Y es que este es el gran inconveniente que sufre la película, su falta de autenticidad. No porque lo que se cuenta no provenga de la vivencia íntima del autor, sino por la manera de reflejarlo en la pantalla. Hay demasiado artificio en el conjunto, una falta de naturalidad que afecta sobre todo a la interpretación de los actores protagonistas (Banderas hace todo un despliegue de tics y de gestos ensayados), pero también al vestuario, los decorados y el resto del diseño artístico de la película. Esto no es nuevo y, de hecho, es uno de los elementos más reconocibles del cine de Almodóvar (al igual que otros directores como Sternberg, Sirk, el propio Fellini o Winding Refn, por citar unos pocos ejemplos). La disparidad reside en la honestidad que pretende Dolor y gloria y en el fingimiento que obtiene, lo que provoca que la historia de caída y redención del protagonista termine siendo un ejercicio de narcisismo falto de pudor por parte de Almodóvar. No hay verosimilitud, los actores parecen disfrazados y los diálogos se recitan sin asomo de espontaneidad. Solo se libra de este lastre Penélope Cruz, quien vuelve a demostrar una vez más su talento en el papel de la joven madre.

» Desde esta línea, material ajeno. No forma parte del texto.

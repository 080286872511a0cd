//! HTTP headers handling
//!
//! Headers are kept in wire order. Lookups are case-insensitive and scan from
//! the most recently parsed header backwards, so when a name repeats,
//! [`Headers::get`] returns the *last* occurrence on the wire. Duplicates are
//! never merged.

use super::{BadRequest, Error, Result, MAX_HEADERS};
use std::fmt;

/// Ordered header collection
#[derive(Debug, Clone, Default, PartialEq, Eq)]
pub struct Headers {
    headers: Vec<(String, String)>,
}

impl Headers {
    pub fn new() -> Self {
        Self::default()
    }

    /// Append a header
    ///
    /// Returns `false`, leaving the collection untouched, once
    /// [`MAX_HEADERS`] entries are held.
    pub fn insert(&mut self, name: impl Into<String>, value: impl Into<String>) -> bool {
        if self.headers.len() >= MAX_HEADERS {
            return false;
        }
        self.headers.push((name.into(), value.into()));
        true
    }

    /// Value of the most recent header named `name` (case-insensitive)
    pub fn get(&self, name: &str) -> Option<&str> {
        self.headers
            .iter()
            .rev()
            .find(|(n, _)| n.eq_ignore_ascii_case(name))
            .map(|(_, v)| v.as_str())
    }

    /// All values for `name` in wire order
    pub fn get_all(&self, name: &str) -> Vec<&str> {
        self.headers
            .iter()
            .filter(|(n, _)| n.eq_ignore_ascii_case(name))
            .map(|(_, v)| v.as_str())
            .collect()
    }

    pub fn contains(&self, name: &str) -> bool {
        self.headers.iter().any(|(n, _)| n.eq_ignore_ascii_case(name))
    }

    pub fn len(&self) -> usize {
        self.headers.len()
    }

    pub fn is_empty(&self) -> bool {
        self.headers.is_empty()
    }

    /// Iterate in wire order
    pub fn iter(&self) -> impl Iterator<Item = (&str, &str)> {
        self.headers.iter().map(|(n, v)| (n.as_str(), v.as_str()))
    }

    /// Split a header line into trimmed name and value
    ///
    /// The `:` separator may be neither the first nor the last character,
    /// and neither side may be blank once surrounding spaces are removed.
    pub fn parse_header_line(line: &str) -> Result<(String, String)> {
        let malformed = || Error::BadRequest(BadRequest::MalformedHeader);

        let colon = line.find(':').ok_or_else(malformed)?;
        if colon == 0 || colon == line.len() - 1 {
            return Err(malformed());
        }

        let is_space = |c: char| c == ' ' || c == '\t';
        let name = line[..colon].trim_matches(is_space);
        let value = line[colon + 1..].trim_matches(is_space);
        if name.is_empty() || value.is_empty() {
            return Err(malformed());
        }

        Ok((name.to_string(), value.to_string()))
    }
}

impl fmt::Display for Headers {
    fn fmt(&self, f: &mut fmt::Formatter<'_>) -> fmt::Result {
        for (name, value) in &self.headers {
            writeln!(f, "{}: {}", name, value)?;
        }
        Ok(())
    }
}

En definitiva, Dolor y gloria hubiera necesitado más humor para rebajar la solemnidad en la que a veces se enreda (algunos gags no funcionan, como el de la filmoteca) y más distanciamiento para que los desgarros que hieren al personaje de Antonio Banderas sean también los del espectador, y no solo los de Pedro Almodóvar. Habrá mucha gente que alabe la valentía del director por exponerse así y por desvelar aspectos dolorosos de su biografía. Pero la confesión no se legitima por sí sola, y hace falta mucho más que un buen plano para cerrar una película (Dolor y gloria acaba con una de las secuencias más brillantes filmadas nunca por Almodóvar). Conviene contar las biografías de los demás como si fueran las de uno mismo, y contar las autobiografías como si fueran de otra persona.